◆ RECORDS ◆
# # # # #

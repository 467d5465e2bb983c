use thiserror::Error;

#[derive(Error, Debug)]
pub enum ProbeError {
    #[error("HTTP request failed: {0}")]
    ApiError(#[from] reqwest::Error),

    #[error("IO error: {0}")]
    IoError(#[from] std::io::Error),

    #[error("Config parsing error: {0}")]
    ConfigParseError(#[from] toml::de::Error),

    #[error("Serialization error: {0}")]
    SerializationError(#[from] serde_json::Error),

    #[error("Invalid value for {field}: '{value}' ({reason})")]
    InvalidConfigValueError {
        field: String,
        value: String,
        reason: String,
    },

    #[error("Missing required config field: {field}")]
    MissingConfigError { field: String },

    #[error("Login to '{service}' failed with status {status}")]
    LoginError { service: String, status: u16 },

    #[error("Driver error: {message}")]
    DriverError { message: String },

    #[error("Timed out after {attempts} attempts (last status: {last_status:?})")]
    TimeoutExceeded {
        attempts: u32,
        last_status: Option<u16>,
        last_body: Option<String>,
        last_error: Option<String>,
    },
}

impl ProbeError {
    /// Truncated view of the last observed body, for log output on timeout.
    pub fn last_observed_snippet(&self) -> Option<String> {
        match self {
            ProbeError::TimeoutExceeded { last_body, .. } => last_body.as_ref().map(|body| {
                let mut snippet: String = body.chars().take(200).collect();
                if body.chars().count() > 200 {
                    snippet.push_str("...");
                }
                snippet
            }),
            _ => None,
        }
    }
}

pub type Result<T> = std::result::Result<T, ProbeError>;
macro_rules! vessel_accessors {
    ($ty:ty) => {
        impl $ty {
            pub fn compound(&self) -> &Arc<Compound> {
                &self.vessel.compound
            }

            #[inline]
            pub fn capacity(&self) -> f64 {
                self.vessel.capacity
            }

            #[inline]
            pub fn seal_status(&self) -> SealStatus {
                self.vessel.seal
            }

            #[inline]
            pub fn physical_state(&self) -> PhysicalState {
                self.vessel.physical_state
            }

            #[inline]
            pub fn container_type(&self) -> ContainerType {
                self.vessel.container_type
            }

            pub fn seal(&mut self) -> Result<(), ContainerError> {
                self.vessel.set_seal(SealStatus::Sealed)
            }

            pub fn unseal(&mut self) -> Result<(), ContainerError> {
                self.vessel.set_seal(SealStatus::Unsealed)
            }

            pub fn breach(&mut self) {
                self.vessel.seal = SealStatus::Breached;
            }
        }
    };
}

/// Solid or liquid contents held as an absolute mass, `0 ≤ mass ≤ capacity`.
#[derive(Debug, Clone, PartialEq)]
pub struct MassContainer {
    vessel: Vessel,
    mass: f64,
}

vessel_accessors!(MassContainer);

impl MassContainer {
    pub fn new(
        compound: Arc<Compound>,
        capacity: f64,
        mass: f64,
        seal: SealStatus,
        physical_state: PhysicalState,
        container_type: ContainerType,
    ) -> Result<Self, ContainerError> {
        let vessel = Vessel::new(
            compound,
            capacity,
            seal,
            physical_state,
            container_type,
            ContainmentMode::Mass,
        )?;
        let mass = check_bound(ContainmentMode::Mass, mass, vessel.capacity)?;
        Ok(Self { vessel, mass })
    }

    #[inline]
    pub fn mass(&self) -> f64 {
        self.mass
    }

    pub fn add(&mut self, amount: f64) -> Result<f64, ContainerError> {
        self.vessel.check_addition(amount)?;
        self.mass = check_bound(
            ContainmentMode::Mass,
            self.mass + amount,
            self.vessel.capacity,
        )?;
        Ok(self.mass)
    }

    pub fn remove(&mut self, amount: f64) -> Result<f64, ContainerError> {
        self.vessel.check_removal(amount)?;
        self.mass = check_bound(
            ContainmentMode::Mass,
            self.mass - amount,
            self.vessel.capacity,
        )?;
        Ok(self.mass)
    }

    /// Decants the contents into a vessel of another capacity.
    pub fn with_capacity(&self, capacity: f64) -> Result<Self, ContainerError> {
        if !capacity.is_finite() || capacity <= 0.0 {
            return Err(ContainerError::InvalidCapacity(capacity));
        }
        let mass = check_bound(ContainmentMode::Mass, self.mass, capacity)?;
        let mut vessel = self.vessel.clone();
        vessel.capacity = capacity;
        Ok(Self { vessel, mass })
    }
}

/// Gas or plasma contents held as a percentage of capacity,
/// `0 ≤ percentage ≤ 100`.
#[derive(Debug, Clone, PartialEq)]
pub struct PercentageContainer {
    vessel: Vessel,
    percentage: f64,
}

vessel_accessors!(PercentageContainer);

impl PercentageContainer {
    pub const MAX_PERCENTAGE: f64 = 100.0;

    pub fn new(
        compound: Arc<Compound>,
        capacity: f64,
        percentage: f64,
        seal: SealStatus,
        physical_state: PhysicalState,
        container_type: ContainerType,
    ) -> Result<Self, ContainerError> {
        let vessel = Vessel::new(
            compound,
            capacity,
            seal,
            physical_state,
            container_type,
            ContainmentMode::Percentage,
        )?;
        let percentage = check_bound(
            ContainmentMode::Percentage,
            percentage,
            Self::MAX_PERCENTAGE,
        )?;
        Ok(Self { vessel, percentage })
    }

    #[inline]
    pub fn percentage(&self) -> f64 {
        self.percentage
    }

    /// Contents in capacity units.
    pub fn contained_volume(&self) -> f64 {
        self.percentage / Self::MAX_PERCENTAGE * self.vessel.capacity
    }

    /// Converts capacity units of this vessel to percentage points.
    pub fn points_for(&self, volume: f64) -> f64 {
        volume / self.vessel.capacity * Self::MAX_PERCENTAGE
    }

    pub fn add(&mut self, points: f64) -> Result<f64, ContainerError> {
        self.vessel.check_addition(points)?;
        self.percentage = check_bound(
            ContainmentMode::Percentage,
            self.percentage + points,
            Self::MAX_PERCENTAGE,
        )?;
        Ok(self.percentage)
    }

    pub fn remove(&mut self, points: f64) -> Result<f64, ContainerError> {
        self.vessel.check_removal(points)?;
        self.percentage = check_bound(
            ContainmentMode::Percentage,
            self.percentage - points,
            Self::MAX_PERCENTAGE,
        )?;
        Ok(self.percentage)
    }

    /// Decants the contents into a vessel of another capacity. The contained
    /// volume is kept and the percentage re-normalized against the new
    /// capacity.
    pub fn with_capacity(&self, capacity: f64) -> Result<Self, ContainerError> {
        if !capacity.is_finite() || capacity <= 0.0 {
            return Err(ContainerError::InvalidCapacity(capacity));
        }
        let renormalized = self.contained_volume() / capacity * Self::MAX_PERCENTAGE;
        let percentage = check_bound(
            ContainmentMode::Percentage,
            renormalized,
            Self::MAX_PERCENTAGE,
        )?;
        let mut vessel = self.vessel.clone();
        vessel.capacity = capacity;
        Ok(Self { vessel, percentage })
    }
}

/// A container in either containment mode.
#[derive(Debug, Clone, PartialEq)]
pub enum ContainerState {
    Mass(MassContainer),
    Percentage(PercentageContainer),
}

# # # # #

◆ REQUIRED WORK ◆
Your answer should consist of the lines above that hold the word "another".

◆ FINAL ANSWER ◆
    /// Decants the contents into a vessel of another capacity.
    /// Decants the contents into a vessel of another capacity. The contained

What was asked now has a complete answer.